La confusión
El 'caso Ibarretxe' es un ejemplo de lo que llamamos judicialización de la política.
VUELVE la judicialización de la política. Y vuelve curiosamente estando, como la vez anterior, el Partido Popular en la oposición. Como si el PP buscara conseguir a través de los jueces lo que no acaba de alcanzar por los cauces políticos normales.
Creo que es útil distinguir entre "politización de la justicia" y "judicialización de la política". La politización de la justicia es estructural en nuestro sistema democrático. El modo de elección del Consejo del Poder Judicial la convierte en inevitable en un país en el que no hay tradición de independencia de los jueces. La falta de voluntad manifiesta de los jueces por unificar la doctrina en aquellos casos de trascendencia política lo confirma. Por las dos partes -poder político y poder judicial-, por mucho que se diga en la retórica de los discursos oficiales, se da por asumido que hay cuotas y que estas cuotas son aceptadas como vinculantes. Sólo en casos de estricta defensa corporativa los jueces hacen piña y se saltan las líneas divisorias políticas. Es tan raro que un juez no se someta a la lógica de las obediencias ideológicas que cuando eso ocurre es noticia.

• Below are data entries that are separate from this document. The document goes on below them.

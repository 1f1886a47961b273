//! Request sequencing for `POST /api/chat`.
//!
//! validate -> resolve session -> evaluate rules -> (short-circuit | build
//! prompt -> call upstream) -> record history -> reply.

use crate::config::{DEFAULT_DEGRADED_REPLY, DEFAULT_UPSTREAM_TIMEOUT_SECS};
use crate::error::ChatError;
use crate::models::{ChatMessage, ChatReply, ChatRequest, Role};
use crate::services::metrics::{self, outcome};
use crate::services::prompt::PromptBuilder;
use crate::services::providers::{ChatProvider, ProviderError, ProviderResponse};
use crate::services::rules::{RuleEngine, RuleOutcome, CREATOR_DENIAL};
use crate::services::store::ConversationStore;
use std::sync::Arc;
use std::time::{Duration, Instant};
use validator::Validate;

pub struct ChatOrchestrator {
    store: Arc<dyn ConversationStore>,
    provider: Arc<dyn ChatProvider>,
    rules: RuleEngine,
    prompt: PromptBuilder,
    upstream_timeout: Duration,
    degraded_reply: String,
}

impl ChatOrchestrator {
    pub fn new(store: Arc<dyn ConversationStore>, provider: Arc<dyn ChatProvider>) -> Self {
        Self {
            store,
            provider,
            rules: RuleEngine::default(),
            prompt: PromptBuilder::default(),
            upstream_timeout: Duration::from_secs(DEFAULT_UPSTREAM_TIMEOUT_SECS),
            degraded_reply: DEFAULT_DEGRADED_REPLY.to_string(),
        }
    }

    pub fn with_rules(mut self, rules: RuleEngine) -> Self {
        self.rules = rules;
        self
    }

    pub fn with_prompt_builder(mut self, prompt: PromptBuilder) -> Self {
        self.prompt = prompt;
        self
    }

    pub fn with_upstream_timeout(mut self, timeout: Duration) -> Self {
        self.upstream_timeout = timeout;
        self
    }

    pub fn with_degraded_reply(mut self, reply: impl Into<String>) -> Self {
        self.degraded_reply = reply.into();
        self
    }

    pub fn store(&self) -> &Arc<dyn ConversationStore> {
        &self.store
    }

    /// Handle one chat message.
    ///
    /// Upstream failures never surface as errors: the caller gets the
    /// degraded reply and the user's turn stays in history.
    #[tracing::instrument(skip(self, request), fields(user_id = %request.user_id))]
    pub async fn handle(&self, request: ChatRequest) -> Result<ChatReply, ChatError> {
        if let Err(e) = request.validate() {
            metrics::record_chat_request(outcome::INVALID);
            return Err(e.into());
        }

        let ChatRequest {
            message,
            user_id,
            name,
        } = request;
        let name = name.filter(|n| !n.is_empty());

        let mut profile = self.store.get_or_create(&user_id, name.as_deref()).await?;
        if let (Some(name), None) = (&name, &profile.saved_name) {
            self.store.set_saved_name(&user_id, name).await?;
            profile.saved_name = Some(name.clone());
        }

        let rule_outcome = self.rules.evaluate(&profile, &message);
        tracing::debug!(outcome = rule_outcome.label(), "Rules evaluated");

        let new_name = match rule_outcome {
            RuleOutcome::CreatorClaim => {
                self.store.append_turn(&user_id, Role::User, &message).await?;
                metrics::record_chat_request(outcome::CREATOR_CLAIM);
                tracing::info!("Creator claim rebuffed");
                return Ok(ChatReply::new(CREATOR_DENIAL, None));
            }
            RuleOutcome::NameDeclared(declared) => {
                self.store.set_saved_name(&user_id, &declared).await?;
                tracing::info!(name = %declared, "User declared a name");
                profile.saved_name = Some(declared.clone());
                Some(declared)
            }
            RuleOutcome::NoRule => None,
        };

        self.store.append_turn(&user_id, Role::User, &message).await?;

        let history = self
            .store
            .recent_history(&user_id, self.prompt.history_window())
            .await?;
        let prompt = self.prompt.build(&profile, &history);

        let reply = match self.call_upstream(&prompt).await {
            Ok(response) => {
                self.store
                    .append_turn(&user_id, Role::Assistant, &response.text)
                    .await?;
                metrics::record_chat_request(if new_name.is_some() {
                    outcome::NAME_DECLARED
                } else {
                    outcome::MODEL
                });
                response.text
            }
            Err(e) => {
                tracing::warn!(
                    error = %e,
                    kind = e.kind(),
                    "Upstream call failed, replying with degraded message"
                );
                metrics::record_upstream_failure(e.kind());
                metrics::record_chat_request(outcome::DEGRADED);
                self.degraded_reply.clone()
            }
        };

        Ok(ChatReply::new(reply, new_name))
    }

    /// Single upstream attempt bounded by `upstream_timeout`.
    async fn call_upstream(
        &self,
        prompt: &[ChatMessage],
    ) -> Result<ProviderResponse, ProviderError> {
        let started = Instant::now();

        let response = tokio::time::timeout(self.upstream_timeout, self.provider.complete(prompt))
            .await
            .map_err(|_| ProviderError::Timeout(self.upstream_timeout))??;

        metrics::record_upstream_call(
            self.provider.model(),
            started.elapsed(),
            response.input_tokens,
            response.output_tokens,
        );

        Ok(response)
    }
}
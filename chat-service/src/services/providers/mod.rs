//! Upstream model provider abstractions and implementations.
//!
//! The orchestrator only sees [`ChatProvider`], so the OpenAI-compatible
//! client and the mock are interchangeable.

pub mod mock;
pub mod openai;

pub use mock::MockChatProvider;
pub use openai::{OpenAiChatProvider, OpenAiConfig};

use crate::models::ChatMessage;
use async_trait::async_trait;
use std::time::Duration;
use thiserror::Error;

/// Error type for provider operations.
#[derive(Error, Debug)]
pub enum ProviderError {
    #[error("Provider not configured: {0}")]
    NotConfigured(String),

    #[error("Network error: {0}")]
    NetworkError(String),

    #[error("API error {status}: {body}")]
    ApiError { status: u16, body: String },

    #[error("Rate limited")]
    RateLimited,

    #[error("Malformed response: {0}")]
    MalformedResponse(String),

    #[error("Empty reply")]
    EmptyReply,

    #[error("Timed out after {0:?}")]
    Timeout(Duration),
}

impl ProviderError {
    /// Stable label for metrics.
    pub fn kind(&self) -> &'static str {
        match self {
            ProviderError::NotConfigured(_) => "not_configured",
            ProviderError::NetworkError(_) => "network",
            ProviderError::ApiError { .. } => "api_status",
            ProviderError::RateLimited => "rate_limited",
            ProviderError::MalformedResponse(_) => "malformed",
            ProviderError::EmptyReply => "empty",
            ProviderError::Timeout(_) => "timeout",
        }
    }
}

/// Result of a completion call.
#[derive(Debug, Clone, PartialEq, Eq)]
pub struct ProviderResponse {
    /// Generated reply text.
    pub text: String,

    /// Prompt tokens consumed, when reported.
    pub input_tokens: u32,

    /// Completion tokens generated, when reported.
    pub output_tokens: u32,
}

/// A chat-completion backend. One request per call; no retries.
#[async_trait]
pub trait ChatProvider: Send + Sync {
    async fn complete(&self, messages: &[ChatMessage]) -> Result<ProviderResponse, ProviderError>;

    /// Model identifier sent upstream.
    fn model(&self) -> &str;
}
use axum::{
    Json,
    http::StatusCode,
    response::{IntoResponse, Response},
};
use serde::Serialize;
use thiserror::Error;

/// Infrastructure-level error shared by service binaries.
///
/// Variants are logged with their detail and rendered to clients with a
/// generic message only.
#[derive(Debug, Error)]
pub enum AppError {
    #[error("Internal server error: {0}")]
    InternalError(#[from] anyhow::Error),

    #[error("Configuration error: {0}")]
    ConfigError(anyhow::Error),
}

impl From<config::ConfigError> for AppError {
    fn from(err: config::ConfigError) -> Self {
        AppError::ConfigError(anyhow::Error::new(err))
    }
}

impl From<std::io::Error> for AppError {
    fn from(err: std::io::Error) -> Self {
        AppError::InternalError(anyhow::Error::new(err))
    }
}

impl AppError {
    pub fn status_code(&self) -> StatusCode {
        match self {
            AppError::InternalError(_) | AppError::ConfigError(_) => {
                StatusCode::INTERNAL_SERVER_ERROR
            }
        }
    }
}

impl IntoResponse for AppError {
    fn into_response(self) -> Response {
        #[derive(Serialize)]
        struct ErrorResponse {
            error: String,
        }

        tracing::error!(error = ?self, "Request failed with internal error");

        let body = ErrorResponse {
            error: "Internal server error".to_string(),
        };
        (self.status_code(), Json(body)).into_response()
    }
}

La judicialización de la política es el uso de la justicia por parte de los partidos, con la complicidad de los jueces, como arma en la lucha política. El caso Ibarretxe, que tanto ruido ha generado esta semana, es un ejemplo casi perfecto de lo que llamamos judicialización de la política. Una cuestión estrictamente política -si Ibarretxe actuó correctamente recibiendo a Otegi-, que no tenía que haber salido nunca de los cauces parlamentarios, se transfiere a la justicia para que ésta intervenga y condicione el debate político. Hay en este caso por lo menos tres disparates. Primero: que un partido político -el PP-, a través del Foro de Ermua, practique lo que el Tribunal Supremo ha llamado "fraude constitucional", buscando, por medio de una querella, que la justicia tercie en un conflicto estrictamente político. Segundo: que los jueces crucen la línea de separación entre poderes para pretender enjuiciar un hecho que forma parte de las actuaciones propias de la actividad política, haciendo caso omiso de la opinión del Supremo. Tercero: que partidos constitucionales convoquen una manifestación contra los jueces. No por la manifestación en sí, que en definitiva entra en el marco de la libertad de expresión -exactamente igual, por ejemplo, que las campañas del PP y su entorno contra el juez del Olmo-, sino porque es feo moralmente e institucionalmente desleal tratar de desacreditar a unos jueces que han sido coaccionados reiteradamente por las pistolas de los terroristas.
La anterior ocasión en que el PP propugnó la judicialización de la política se encontró con el viento a favor porque el PSOE estaba empantanado en una charca de delitos por el GAL y por la corrupción, con lo cual la justicia tenía la obligación de intervenir con o sin ayuditas venidas desde la política. No es la situación actual. Ni el PSOE ni el PNV han cometido delitos en el proceso de fin de la violencia. Y en materia de corrupción, los delitos van por barrios, con clara preferencia por los arrabales del PP. Pero, en ambos casos, en la actitud del PP aflora una concepción muy schmitiana de la política: la política como lucha sin cuartel entre el amigo y el enemigo. Y cuando la política se plantea así, el ideal democrático de asunción y reconducción de los conflictos, de deliberación en la confrontación, se sustituye por el todo vale con tal de echar al enemigo del poder. Y entonces resulta lo más natural del mundo acudir a la justicia si se cree que puede ayudar a hacer daño al adversario.
La división de poderes implica, por supuesto, que cada poder esté en condiciones de ejercer sobre los otros las obligaciones de control que emanan de la Constitución. Pero significa también que ningún poder salga del terreno que la Constitución le delimita. Y cuando la justicia toma decisiones políticas o interviene en debates políticos, está cruzando una línea roja. Exactamente igual como cuando los políticos intentan incidir sobre las decisiones de los jueces. Las delimitaciones nunca pueden ser perfectas, y forma parte de la natural imperfección de las instituciones y de la voracidad de poder de las personas que las regentan que haya zonas ambiguas y relaciones contaminantes. Precisamente sobre esta conciencia de imperfección se ideó el artilugio democrático para evitar el exceso en los abusos. La democracia es el único régimen político que sabe y acepta que no es perfecto. Pero la gran confusión llega cuando la línea roja se cruza constantemente, en ambas direcciones, con asombrosa impunidad.